I have just started exploring Stan and it’s a really cool tool to work with. Now I’m trying to perform ridge regression in Stan. There’s no problem doing so until I have to work with constraints on my regression coefficients. Just as the glmnet function in R can find both lambda and regression coefficients for a model with constraints on the range that the betas can take (using the lower.limits and upper.limits arguments), can <lower=a, upper=b>
in Stan manage to mimic this feature of glmnet? Is that enough?
Welcome to the Stan forum, I see this is your first post.
If you need to force the regression coefficients to be between a
and b
then declaring them with <lower=a, upper=b>
will do that. So in that sense it should do what you’re looking for.

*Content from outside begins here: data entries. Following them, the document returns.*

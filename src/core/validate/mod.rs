//! Placeholder and tag validation of translation calls.
//!
//! A `_t` call must supply a substitution for every `%(name)s` placeholder of
//! the English value, and every tag substitution it supplies must correspond
//! to a marker in that value.

mod placeholders;
mod tags;

use thiserror::Error;

pub use placeholders::format_placeholders;
pub use tags::has_tag;

use crate::core::extract::ExtractedCall;
use crate::core::tree::{KeyPath, Tree};

#[derive(Debug, Clone, PartialEq, Eq, Error)]
pub enum ValidationError {
    #[error("invalid format specifier '{specifier}'")]
    MalformedFormatSpecifier { specifier: String },

    #[error("'{found}' used as format character: you probably meant 's'")]
    UnexpectedFormatCharacter { found: char },

    #[error("{}", missing_substitution_message(.placeholder, .substitutions_given))]
    MissingSubstitution {
        placeholder: String,
        substitutions_given: bool,
    },

    #[error("no <{tag}> marker in \"{value}\"")]
    UnmatchedTag { tag: String, value: String },

    #[error("invalid tag name '{tag}': {reason}")]
    InvalidTag { tag: String, reason: String },
}

fn missing_substitution_message(placeholder: &str, substitutions_given: &bool) -> String {
    if *substitutions_given {
        format!("no value found for placeholder '{placeholder}'")
    } else {
        format!("placeholder found ('{placeholder}') but no substitutions given")
    }
}

/// The English value a call is validated against: the string itself, or the
/// `other` form of a plural. `None` when the key is unknown or empty.
pub fn english_value<'a>(tree: &'a Tree, key: &str, separator: &str) -> Option<&'a str> {
    tree.get_leaf(&KeyPath::parse(key, separator))
        .map(|leaf| leaf.primary())
        .filter(|value| !value.is_empty())
}

/// Check one call's substitutions and tags against its English value.
///
/// Placeholders are checked first, then tags, each in order; the first
/// failure is returned.
pub fn validate_call(call: &ExtractedCall, english: &str) -> Result<(), ValidationError> {
    for placeholder in format_placeholders(english)? {
        let Some(names) = &call.substitutions else {
            return Err(ValidationError::MissingSubstitution {
                placeholder,
                substitutions_given: false,
            });
        };
        if !names.contains(&placeholder) {
            return Err(ValidationError::MissingSubstitution {
                placeholder,
                substitutions_given: true,
            });
        }
    }

    for tag in &call.tags {
        let matched = has_tag(english, tag).map_err(|e| ValidationError::InvalidTag {
            tag: tag.clone(),
            reason: e.to_string(),
        })?;
        if !matched {
            return Err(ValidationError::UnmatchedTag {
                tag: tag.clone(),
                value: english.to_string(),
            });
        }
    }

    Ok(())
}
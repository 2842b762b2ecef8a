use super::{CommandResult, CommandSummary};
use crate::issues::{Issue, Severity};

pub fn finish(summary: CommandSummary, mut issues: Vec<Issue>, exit_on_errors: bool) -> CommandResult {
    issues.sort();

    let error_count = issues
        .iter()
        .filter(|i| i.severity() == Severity::Error)
        .count();
    let warning_count = issues
        .iter()
        .filter(|i| i.severity() == Severity::Warning)
        .count();

    CommandResult {
        summary,
        error_count,
        warning_count,
        exit_on_errors,
        issues,
        fatal: false,
    }
}

/// Result for a run stopped by `issue` before anything was written.
pub fn abort(issue: Issue) -> CommandResult {
    CommandResult {
        fatal: true,
        ..finish(CommandSummary::Aborted, vec![issue], true)
    }
}

/// Result of a command that reports no issues.
pub fn done(summary: CommandSummary) -> CommandResult {
    finish(summary, Vec::new(), true)
}
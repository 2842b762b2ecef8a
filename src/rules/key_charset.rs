//! Key charset rule.
//!
//! The final segment of every key must consist of letters, digits, `_`, `@`
//! and `.`. Anything else (spaces, punctuation) usually means the English
//! text was used as a key.

use std::sync::LazyLock;

use regex::Regex;

use crate::{
    core::parsers::json::TranslationFile,
    issues::KeyCharsetIssue,
    rules::helpers::{lint_leaves, message_context},
};

static KEY_CHARSET_REGEX: LazyLock<Regex> =
    LazyLock::new(|| Regex::new(r"(?i)^[a-z0-9_@.]+$").unwrap());

/// Whether a key segment only uses allowed characters.
pub fn is_valid_segment(segment: &str) -> bool {
    KEY_CHARSET_REGEX.is_match(segment)
}

pub fn check_key_charset(file: &TranslationFile, separator: &str) -> Vec<KeyCharsetIssue> {
    lint_leaves(file, separator)
        .iter()
        .filter(|leaf| !is_valid_segment(leaf.segment()))
        .map(|leaf| KeyCharsetIssue {
            context: message_context(file, leaf),
            segment: leaf.segment().to_string(),
        })
        .collect()
}
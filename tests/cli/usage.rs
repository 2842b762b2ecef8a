use anyhow::Result;
use insta::assert_snapshot;

use crate::{CliTest, stderr, stdout};

fn setup() -> Result<CliTest> {
    let test = CliTest::with_file("src/a.ts", r#"_t("Save"); _t("Cancel");"#)?;
    test.write_file("src/b.ts", r#"_t("Save"); _t("Save");"#)?;
    Ok(test)
}

#[test]
fn test_usage_counts() -> Result<()> {
    let test = setup()?;

    let output = test.run(&["usage"])?;
    assert_eq!(output.status.code(), Some(0), "stderr: {}", stderr(&output));
    assert_snapshot!(stdout(&output), @r"
    3  Save
    1  Cancel
    ");

    Ok(())
}

#[test]
fn test_usage_consumers_of_key() -> Result<()> {
    let test = setup()?;

    let output = test.run(&["usage", "Cancel"])?;
    assert!(output.status.success(), "stderr: {}", stderr(&output));
    assert_snapshot!(stdout(&output), @r#"
    Consumers of "Cancel":
      src/a.ts
    "#);

    Ok(())
}

#[test]
fn test_usage_unknown_key() -> Result<()> {
    let test = setup()?;

    let output = test.run(&["usage", "Nope"])?;
    assert!(output.status.success(), "stderr: {}", stderr(&output));
    assert!(stdout(&output).contains("(no usages found)"));

    Ok(())
}

#[test]
fn test_usage_path_option() -> Result<()> {
    let test = setup()?;
    test.write_file("lib/c.js", r#"_t("Other");"#)?;

    let output = test.run(&["usage", "--path", "lib"])?;
    assert!(output.status.success(), "stderr: {}", stderr(&output));
    assert_eq!(stdout(&output), "1  Other\n");

    Ok(())
}
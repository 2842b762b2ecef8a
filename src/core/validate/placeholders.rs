//! printf-style placeholder grammar: `%(name)s`, with `%%` as a literal.

use super::ValidationError;

/// Collect the placeholder names of an English value, in first-seen order.
///
/// Every `%` starts a token that runs up to the next `%` or the end of the
/// string. A token must read `(name)c`; anything else, including a trailing
/// bare `%`, is malformed. Only `s` is accepted as the format character.
pub fn format_placeholders(value: &str) -> Result<Vec<String>, ValidationError> {
    let mut names: Vec<String> = Vec::new();
    let mut rest = value;

    while let Some(pos) = rest.find('%') {
        let after = &rest[pos + 1..];
        if let Some(tail) = after.strip_prefix('%') {
            rest = tail;
            continue;
        }

        let token_end = after.find('%').unwrap_or(after.len());
        let token = &after[..token_end];
        let (name, format) = split_specifier(token).ok_or_else(|| {
            ValidationError::MalformedFormatSpecifier {
                specifier: format!("%{token}"),
            }
        })?;
        if format != 's' {
            return Err(ValidationError::UnexpectedFormatCharacter { found: format });
        }
        if !names.iter().any(|n| n == name) {
            names.push(name.to_string());
        }

        rest = &after[token_end..];
    }

    Ok(names)
}

/// Split `(name)c...` into `name` and `c`. Line breaks are not allowed in
/// either part.
fn split_specifier(token: &str) -> Option<(&str, char)> {
    let inner = token.strip_prefix('(')?;
    let close = inner.find(|c| c == ')' || is_line_break(c))?;
    if !inner[close..].starts_with(')') {
        return None;
    }
    let format = inner[close + 1..].chars().next()?;
    if is_line_break(format) {
        return None;
    }
    Some((&inner[..close], format))
}

fn is_line_break(c: char) -> bool {
    matches!(c, '\n' | '\r' | '\u{2028}' | '\u{2029}')
}
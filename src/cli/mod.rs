//! Command-line interface layer.

use anyhow::Result;

pub mod args;
pub mod commands;
mod exit_code;
pub mod exit_status;
pub mod report;
mod run;

pub use args::{Arguments, Command};
pub use exit_status::ExitStatus;

use exit_code::exit_status_from_result;

pub fn run_cli(args: Arguments) -> Result<ExitStatus> {
    let verbose = args.verbose();

    let Some(args) = args.with_command_or_help() else {
        return Ok(ExitStatus::Success);
    };

    let result = run::run(args)?;
    report::print(&result, verbose);

    Ok(exit_status_from_result(&result))
}
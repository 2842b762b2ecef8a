//! Source key extraction.
//!
//! Finds calls to the recognized translation functions in one source file and
//! resolves their literal key argument.
//!
//! ## Module Structure
//!
//! - `visitor`: swc AST walker (KeyCollector) and key folding

mod visitor;

use std::collections::HashSet;

use regex::Regex;
use swc_ecma_visit::VisitWith;

pub use visitor::{KeyCollector, fold_key};

use crate::core::parsers::source::{Dialect, RecoveredError, SourceParseError, parse_source};
use crate::core::{SourceContext, SourceLocation};

/// Translation functions recognized in every project.
pub const DEFAULT_FUNCTIONS: [&str; 3] = ["_t", "_td", "_tDom"];

/// The only function whose arguments are checked against the English value.
/// `_td` marks a string for extraction without substitutions.
pub const SUBSTITUTION_FUNCTION: &str = "_t";

/// Substitution property whose presence makes a call pluralized.
pub const COUNT_PROPERTY: &str = "count";

#[derive(Debug, Clone, Copy, PartialEq, Eq)]
pub enum CallOrigin {
    /// Found by walking a parsed script.
    Script,
    /// Found by the markup regex; has no argument information.
    Markup,
}

/// One resolved translation call.
#[derive(Debug, Clone, PartialEq, Eq)]
pub struct ExtractedCall {
    pub context: SourceContext,
    pub callee: String,
    pub key: String,
    /// Property names of the second argument, when it is an object literal.
    pub substitutions: Option<Vec<String>>,
    /// Property names of the third argument, when it is an object literal.
    pub tags: Vec<String>,
    pub origin: CallOrigin,
}

impl ExtractedCall {
    /// Whether the call passes a `count` substitution. Presence alone
    /// counts: `count: 0` is still pluralized.
    pub fn is_plural(&self) -> bool {
        self.substitutions
            .as_ref()
            .is_some_and(|names| names.iter().any(|n| n == COUNT_PROPERTY))
    }

    /// Whether the call's arguments get validated against the English value.
    pub fn is_validated(&self) -> bool {
        self.origin == CallOrigin::Script && self.callee == SUBSTITUTION_FUNCTION
    }
}

/// Extraction result for one file.
#[derive(Debug, Clone, Default)]
pub struct FileExtraction {
    pub file_path: String,
    pub calls: Vec<ExtractedCall>,
    /// Syntax errors the parser recovered from.
    pub recovered: Vec<RecoveredError>,
}

impl FileExtraction {
    /// Distinct keys in first-seen order.
    pub fn keys(&self) -> Vec<&str> {
        let mut seen = HashSet::new();
        self.calls
            .iter()
            .map(|call| call.key.as_str())
            .filter(|key| seen.insert(*key))
            .collect()
    }
}

/// Extracts translation calls using a fixed set of function names.
#[derive(Debug, Clone)]
pub struct KeyExtractor {
    functions: Vec<String>,
    lookup: HashSet<String>,
    markup: Regex,
}

impl KeyExtractor {
    /// Build an extractor recognizing the default functions plus `extra`.
    pub fn new(extra: &[String]) -> Result<Self, regex::Error> {
        let mut functions: Vec<String> = DEFAULT_FUNCTIONS.iter().map(|f| f.to_string()).collect();
        for name in extra {
            if !functions.contains(name) {
                functions.push(name.clone());
            }
        }
        let alternatives: Vec<String> = functions.iter().map(|f| regex::escape(f)).collect();
        let markup = Regex::new(&format!(
            r#"(?:{})\(['"]([\s\S]*?)['"]\)"#,
            alternatives.join("|")
        ))?;
        let lookup = functions.iter().cloned().collect();
        Ok(Self {
            functions,
            lookup,
            markup,
        })
    }

    pub fn functions(&self) -> &[String] {
        &self.functions
    }

    /// Extract the translation calls of one file.
    pub fn extract(
        &self,
        file_path: &str,
        code: String,
        dialect: Dialect,
    ) -> Result<FileExtraction, SourceParseError> {
        if dialect == Dialect::Markup {
            return Ok(FileExtraction {
                file_path: file_path.to_string(),
                calls: self.extract_markup(file_path, &code),
                recovered: Vec::new(),
            });
        }

        let Some(parsed) = parse_source(code, file_path, dialect)? else {
            return Ok(FileExtraction {
                file_path: file_path.to_string(),
                ..Default::default()
            });
        };

        let mut collector = KeyCollector::new(file_path, &parsed.source_map, &self.lookup);
        parsed.module.visit_with(&mut collector);

        Ok(FileExtraction {
            file_path: file_path.to_string(),
            calls: collector.calls,
            recovered: parsed.recovered,
        })
    }

    fn extract_markup(&self, file_path: &str, code: &str) -> Vec<ExtractedCall> {
        self.markup
            .captures_iter(code)
            .filter_map(|caps| {
                let whole = caps.get(0)?;
                let key = caps.get(1)?.as_str().to_string();
                let callee = whole.as_str().split('(').next().unwrap_or_default().to_string();

                let line_start = code[..whole.start()].rfind('\n').map_or(0, |i| i + 1);
                let line = code[..whole.start()].matches('\n').count() + 1;
                let col = code[line_start..whole.start()].chars().count() + 1;
                let source_line = code[line_start..].lines().next().unwrap_or_default();

                Some(ExtractedCall {
                    context: SourceContext::new(
                        SourceLocation::new(file_path, line, col),
                        source_line,
                    ),
                    callee,
                    key,
                    substitutions: None,
                    tags: Vec::new(),
                    origin: CallOrigin::Markup,
                })
            })
            .collect()
    }
}
use anyhow::Result;

use crate::{CliTest, EN_FILE, stderr, stdout};

#[test]
fn test_lint_clean_file() -> Result<()> {
    let test = CliTest::with_file(EN_FILE, r#"{ "greeting": "Hello", "action": { "save": "Save" } }"#)?;

    let output = test.run(&["lint"])?;
    assert_eq!(output.status.code(), Some(0), "stderr: {}", stderr(&output));
    assert!(stdout(&output).contains(&format!("Checked 2 keys in {} - no issues found", EN_FILE)));

    Ok(())
}

#[test]
fn test_lint_key_charset() -> Result<()> {
    let test = CliTest::with_file(EN_FILE, "{\n    \"foo bar\": \"x\"\n}\n")?;

    let output = test.run(&["lint", "key-charset"])?;
    assert_eq!(output.status.code(), Some(1));
    let out = stdout(&output);
    assert!(out.contains("error: \"foo bar\"  key-charset"), "stdout: {}", out);
    assert!(out.contains(&format!("--> {}:2", EN_FILE)), "stdout: {}", out);
    assert!(out.contains("1 problem (1 error, 0 warnings)"), "stdout: {}", out);

    Ok(())
}

#[test]
fn test_lint_key_equals_value() -> Result<()> {
    let test = CliTest::with_file(EN_FILE, r#"{ "action": { "save": "save" } }"#)?;

    let output = test.run(&["lint", "key-equals-value"])?;
    assert_eq!(output.status.code(), Some(1));
    assert!(stdout(&output).contains("key-equals-value"));

    Ok(())
}

#[test]
fn test_lint_selected_rules_only() -> Result<()> {
    let test = CliTest::with_file(EN_FILE, r#"{ "save": "save" }"#)?;

    let output = test.run(&["lint", "key-charset"])?;
    assert_eq!(output.status.code(), Some(0), "stdout: {}", stdout(&output));

    Ok(())
}

#[test]
fn test_lint_hardcoded_words() -> Result<()> {
    let test = CliTest::with_file(
        EN_FILE,
        r#"{ "welcome": "Welcome to Element", "brand": "Element" }"#,
    )?;

    let output = test
        .command()
        .args(["lint", "hardcoded-word", "--allowed-keys", "brand"])
        .env("I18N_HARDCODED_WORDS", "Element")
        .output()?;
    assert_eq!(output.status.code(), Some(1));
    let out = stdout(&output);
    assert!(out.contains("warning: \"welcome\"  hardcoded-word"), "stdout: {}", out);
    assert!(!out.contains("\"brand\""), "stdout: {}", out);
    assert!(out.contains("1 problem (0 errors, 1 warning)"), "stdout: {}", out);

    Ok(())
}

#[test]
fn test_lint_hardcoded_words_from_config() -> Result<()> {
    let test = CliTest::with_file(EN_FILE, r#"{ "about": "About Riot" }"#)?;
    test.write_file(".lockeyrc.json", r#"{ "hardcodedWords": "Riot" }"#)?;

    let output = test.run(&["lint", "hardcoded-word"])?;
    assert_eq!(output.status.code(), Some(1));
    assert!(stdout(&output).contains("contains \"Riot\""));

    Ok(())
}

#[test]
fn test_lint_invalid_json_is_an_error() -> Result<()> {
    let test = CliTest::with_file(EN_FILE, "{ not json")?;

    let output = test.run(&["lint"])?;
    assert_eq!(output.status.code(), Some(2));
    assert!(stderr(&output).starts_with("Error:"));

    Ok(())
}
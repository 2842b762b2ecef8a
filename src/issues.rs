//! Issue types reported by lockey.
//!
//! Lint rules produce issues for translation files; `generate` produces one
//! when a source file cannot be parsed or a translation call does not match
//! its English value. Each issue is self-contained with all information the
//! reporter needs.

use enum_dispatch::enum_dispatch;

use crate::core::validate::ValidationError;
use crate::core::{MessageContext, SourceContext};

// ============================================================
// Severity and Rule
// ============================================================

/// Severity level of an issue.
#[derive(Debug, Clone, Copy, PartialEq, Eq)]
pub enum Severity {
    Error,
    Warning,
}

impl std::fmt::Display for Severity {
    fn fmt(&self, f: &mut std::fmt::Formatter<'_>) -> std::fmt::Result {
        match self {
            Severity::Error => write!(f, "error"),
            Severity::Warning => write!(f, "warning"),
        }
    }
}

/// Rule identifier for each issue type.
#[derive(Debug, Clone, Copy, PartialEq, Eq, PartialOrd, Ord)]
pub enum Rule {
    KeyCharset,
    KeyEqualsValue,
    HardcodedWord,
    InvalidCall,
    ParseError,
}

impl std::fmt::Display for Rule {
    fn fmt(&self, f: &mut std::fmt::Formatter<'_>) -> std::fmt::Result {
        match self {
            Rule::KeyCharset => write!(f, "key-charset"),
            Rule::KeyEqualsValue => write!(f, "key-equals-value"),
            Rule::HardcodedWord => write!(f, "hardcoded-word"),
            Rule::InvalidCall => write!(f, "invalid-call"),
            Rule::ParseError => write!(f, "parse-error"),
        }
    }
}

// ============================================================
// Issue Types - Translation Files (MessageContext)
// ============================================================

/// Final key segment uses characters outside `[a-z0-9_@.]`.
#[derive(Debug, Clone, PartialEq, Eq)]
pub struct KeyCharsetIssue {
    pub context: MessageContext,
    /// The offending segment.
    pub segment: String,
}

impl KeyCharsetIssue {
    pub fn severity() -> Severity {
        Severity::Error
    }

    pub fn rule() -> Rule {
        Rule::KeyCharset
    }
}

/// Value repeats its own key segment, usually a leftover seed.
#[derive(Debug, Clone, PartialEq, Eq)]
pub struct KeyEqualsValueIssue {
    pub context: MessageContext,
    /// Plural form holding the value, if the leaf is pluralized.
    pub form: Option<String>,
}

impl KeyEqualsValueIssue {
    pub fn severity() -> Severity {
        Severity::Error
    }

    pub fn rule() -> Rule {
        Rule::KeyEqualsValue
    }
}

/// Value contains a word that must be substituted rather than written out.
#[derive(Debug, Clone, PartialEq, Eq)]
pub struct HardcodedWordIssue {
    pub context: MessageContext,
    /// The denylisted word as configured.
    pub word: String,
}

impl HardcodedWordIssue {
    pub fn severity() -> Severity {
        Severity::Warning
    }

    pub fn rule() -> Rule {
        Rule::HardcodedWord
    }
}

// ============================================================
// Issue Types - Source Code (SourceContext)
// ============================================================

/// Translation call whose arguments do not fit its English value.
#[derive(Debug, Clone, PartialEq, Eq)]
pub struct InvalidCallIssue {
    pub context: SourceContext,
    /// The resolved translation key.
    pub key: String,
    pub error: ValidationError,
}

impl InvalidCallIssue {
    pub fn severity() -> Severity {
        Severity::Error
    }

    pub fn rule() -> Rule {
        Rule::InvalidCall
    }
}

// ============================================================
// Special Issue Types
// ============================================================

/// File could not be parsed.
#[derive(Debug, Clone, PartialEq, Eq)]
pub struct ParseErrorIssue {
    pub file_path: String,
    pub line: Option<usize>,
    pub error: String,
}

impl ParseErrorIssue {
    pub fn severity() -> Severity {
        Severity::Error
    }

    pub fn rule() -> Rule {
        Rule::ParseError
    }
}

// ============================================================
// Issue Enum
// ============================================================

#[enum_dispatch(Report)]
#[derive(Debug, Clone, PartialEq, Eq)]
pub enum Issue {
    KeyCharset(KeyCharsetIssue),
    KeyEqualsValue(KeyEqualsValueIssue),
    HardcodedWord(HardcodedWordIssue),
    InvalidCall(InvalidCallIssue),
    ParseError(ParseErrorIssue),
}

impl Issue {
    pub fn severity(&self) -> Severity {
        self.report_severity()
    }

    pub fn rule(&self) -> Rule {
        self.report_rule()
    }
}

// ============================================================
// Report Trait (for CLI output)
// ============================================================

/// Location information for report output.
pub enum ReportLocation<'a> {
    /// Source code location (has source_line for context display).
    Source(&'a SourceContext),
    /// Translation file location (has key/value).
    Message(&'a MessageContext),
    /// File-level only.
    File { path: &'a str, line: Option<usize> },
}

/// Trait for types that can be reported to CLI.
///
/// Uses `enum_dispatch` for zero-cost dispatch on the `Issue` enum.
#[enum_dispatch]
pub trait Report {
    fn location(&self) -> ReportLocation<'_>;

    /// Primary message to display (key name, error, etc.).
    fn message(&self) -> String;

    fn report_severity(&self) -> Severity;

    fn report_rule(&self) -> Rule;

    /// Optional details for the "= note:" line.
    fn details(&self) -> Option<String> {
        None
    }
}

// ============================================================
// Report Implementations
// ============================================================

impl Report for KeyCharsetIssue {
    fn location(&self) -> ReportLocation<'_> {
        ReportLocation::Message(&self.context)
    }

    fn message(&self) -> String {
        self.context.key.clone()
    }

    fn report_severity(&self) -> Severity {
        Self::severity()
    }

    fn report_rule(&self) -> Rule {
        Self::rule()
    }

    fn details(&self) -> Option<String> {
        Some(format!(
            "\"{}\" may only contain a-z, 0-9, _, @ and .",
            self.segment
        ))
    }
}

impl Report for KeyEqualsValueIssue {
    fn location(&self) -> ReportLocation<'_> {
        ReportLocation::Message(&self.context)
    }

    fn message(&self) -> String {
        self.context.key.clone()
    }

    fn report_severity(&self) -> Severity {
        Self::severity()
    }

    fn report_rule(&self) -> Rule {
        Self::rule()
    }

    fn details(&self) -> Option<String> {
        Some(match &self.form {
            Some(form) => format!("'{}' form repeats the key", form),
            None => "value repeats the key".to_string(),
        })
    }
}

impl Report for HardcodedWordIssue {
    fn location(&self) -> ReportLocation<'_> {
        ReportLocation::Message(&self.context)
    }

    fn message(&self) -> String {
        self.context.key.clone()
    }

    fn report_severity(&self) -> Severity {
        Self::severity()
    }

    fn report_rule(&self) -> Rule {
        Self::rule()
    }

    fn details(&self) -> Option<String> {
        Some(format!(
            "(\"{}\") contains \"{}\"",
            self.context.value, self.word
        ))
    }
}

impl Report for InvalidCallIssue {
    fn location(&self) -> ReportLocation<'_> {
        ReportLocation::Source(&self.context)
    }

    fn message(&self) -> String {
        self.key.clone()
    }

    fn report_severity(&self) -> Severity {
        Self::severity()
    }

    fn report_rule(&self) -> Rule {
        Self::rule()
    }

    fn details(&self) -> Option<String> {
        Some(self.error.to_string())
    }
}

impl Report for ParseErrorIssue {
    fn location(&self) -> ReportLocation<'_> {
        ReportLocation::File {
            path: &self.file_path,
            line: self.line,
        }
    }

    fn message(&self) -> String {
        self.error.clone()
    }

    fn report_severity(&self) -> Severity {
        Self::severity()
    }

    fn report_rule(&self) -> Rule {
        Self::rule()
    }
}

// ============================================================
// Ordering for Issue (for sorting in reports)
// ============================================================

impl Issue {
    fn sort_file_path(&self) -> &str {
        match self.location() {
            ReportLocation::Source(ctx) => &ctx.location.file_path,
            ReportLocation::Message(ctx) => &ctx.location.file_path,
            ReportLocation::File { path, .. } => path,
        }
    }

    fn sort_line(&self) -> usize {
        match self.location() {
            ReportLocation::Source(ctx) => ctx.location.line,
            ReportLocation::Message(ctx) => ctx.location.line,
            ReportLocation::File { line, .. } => line.unwrap_or(0),
        }
    }
}

impl Ord for Issue {
    fn cmp(&self, other: &Self) -> std::cmp::Ordering {
        // Sort by: file_path, line, rule, message
        self.sort_file_path()
            .cmp(other.sort_file_path())
            .then_with(|| self.sort_line().cmp(&other.sort_line()))
            .then_with(|| self.rule().cmp(&other.rule()))
            .then_with(|| self.message().cmp(&other.message()))
    }
}

impl PartialOrd for Issue {
    fn partial_cmp(&self, other: &Self) -> Option<std::cmp::Ordering> {
        Some(self.cmp(other))
    }
}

That said, we often recommend that you only use strict bounds when it’s strictly necessary (e.g. for a standard deviation use <lower=0>
, for a correlation use <lower=-1,upper=1>
, etc.). Using hard constraints when they’re not required can sometimes lead to sampling difficulties due to posterior mass piling up at the boundaries if values outside the boundaries are consistent with the data/model. If your goal is merely to discourage large coefficients it is usually better to use only a regularizing prior rather than strict constraints. If the posterior draws don’t end up concentrating right at the boundaries then this is less of an issue.
Thanks for your reply.
The image I have attached is the head of the data set I am working with. Here, we know that variable X1 has a negative effect on Y while X3 will have a positive impact. We cannot accept any opposite results and hence we are giving constraints for the coefficients. So, if I give strict constraints to the regression coefficients individually, will that be okay? I have attached my stan code for your reference.
parameters{
real<lower = 0> sigma;
real alpha_std;
real<lower = 0> beta_X3;
real<upper = 0> beta_X1;
vector[3] beta;
real<lower = 0> reg;
}
model{
beta_sd~cauchy(0,1);
sigma~cauchy(0,2);
alpha_std~normal(0,5);
beta_X3~normal(0,beta_sd);
beta_X1~normal(0,beta_sd);
beta~normal(0,beta_sd);
std_y~normal(alpha_std+std_X1*beta_X1+std_X3*beta_X3+std_X*beta,sigma);
}
When you say “we cannot accept any opposite results” do you mean that it would be inconvenient or that you know these constraints should definitely be true? If you really know that one is positive and one is negative then, yes, these constraints make sense:
real<lower = 0> beta_X3;
real<upper = 0> beta_X1;
If you don’t know for sure but just really strongly believe that one is positive and the other is negative then it could make sense to put a strong prior that almost certainly will give you what you expect but puts some non-trivial amount of prior probability mass on results that disagree with your expectations. That way if the data + model really indicates the opposite of what you expect then you can find that out and that may lead to questioning your assumptions and modeling choices in a good way.